RECORDS
=== Begin Enclosure ===
//! Lint runners.
//!
//! Each runner wraps one external static-analysis tool and turns its
//! output into [`Finding`]s. Two shapes are supported:
//! - structured JSON records (pylint)
//! - one finding per text line, `path:line:col: CODE message` (flake8)
//!
//! A tool that exits non-zero because it found problems is not an error;
//! only failing to start, dying on a signal, or emitting output that
//! cannot be read are.

pub mod flake8;
pub mod pylint;

pub use flake8::Flake8;
pub use pylint::Pylint;

use std::path::{MAIN_SEPARATOR, Path, PathBuf};
use std::process::Command;

use serde::Serialize;
use tracing::debug;

use crate::error::{Error, Result};

/// One raw record reported by a linter, before persistence.
#[derive(Debug, Clone, PartialEq, Serialize)]
pub struct Finding {
    /// Label stored on the issue, e.g. `Pylint (unused-import)` or `Flake8`.
    pub issue_type: String,
    pub path: String,
    pub line: usize,
    pub rule: Option<String>,
    pub message: String,
    /// Human-readable one-liner stored as the issue description.
    pub description: String,
}

impl Finding {
    /// Rewrite paths so they no longer mention the workspace directory.
    pub fn relative_to(mut self, root: &Path) -> Self {
        self.path = strip_workspace_prefix(&self.path, root);
        self.description = strip_workspace_prefix(&self.description, root);
        self
    }
}

/// An external static-analysis tool.
pub trait Linter {
    fn name(&self) -> &str;

    /// Lint `files` (absolute paths inside `root`), running from `root`.
    fn run(&self, files: &[PathBuf], root: &Path) -> Result<Vec<Finding>>;
}

/// Remove a leading `<root>/` from `text`, leaving the clone-relative path.
/// Only the prefix is touched; occurrences later in the text stay as-is.
pub fn strip_workspace_prefix(text: &str, root: &Path) -> String {
    let prefix = format!("{}{MAIN_SEPARATOR}", root.display());
    text.strip_prefix(&prefix).unwrap_or(text).to_string()
}

/// Captured result of a finished tool process.
pub(crate) struct ToolOutput {
    pub stdout: String,
    pub stderr: String,
    pub code: i32,
}

impl ToolOutput {
    /// A failing exit with nothing on stdout but a message on stderr is a
    /// crash (typically a Python traceback), not a clean run.
    pub fn check_crash(&self, tool: &str) -> Result<()> {
        if self.code != 0 && self.stdout.trim().is_empty() && !self.stderr.trim().is_empty() {
            return Err(Error::tool(
                tool,
                format!("exited with status {}: {}", self.code, self.stderr.trim()),
            ));
        }
        Ok(())
    }
}

/// Locate `program` on PATH (or as a path) and run it over `files`.
pub(crate) fn invoke(
    tool: &str,
    program: &str,
    args: &[&str],
    files: &[PathBuf],
    root: &Path,
) -> Result<ToolOutput> {
    let resolved =
        which::which(program).map_err(|e| Error::tool(tool, format!("{program}: {e}")))?;

    debug!(tool, program = %resolved.display(), files = files.len(), "running linter");
    let output = Command::new(&resolved)
        .args(args)
        .args(files)
        .current_dir(root)
        .output()
        .map_err(|e| Error::tool(tool, format!("failed to execute {program}: {e}")))?;

    let stderr = String::from_utf8_lossy(&output.stderr).into_owned();
    let Some(code) = output.status.code() else {
        return Err(Error::tool(
            tool,
            format!("{program} was terminated ({}): {}", output.status, stderr.trim()),
        ));
    };

    Ok(ToolOutput {
        stdout: String::from_utf8_lossy(&output.stdout).into_owned(),
        stderr,
        code,
    })
}

#[cfg(test)]
#[path = "mod_test.rs"]
mod tests;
=== End Enclosure ===
EXERCISE
Filter the entries above down to the lines that contain "Serialize".

EXERCISE OUTPUT
use serde::Serialize;
#[derive(Debug, Clone, PartialEq, Serialize)]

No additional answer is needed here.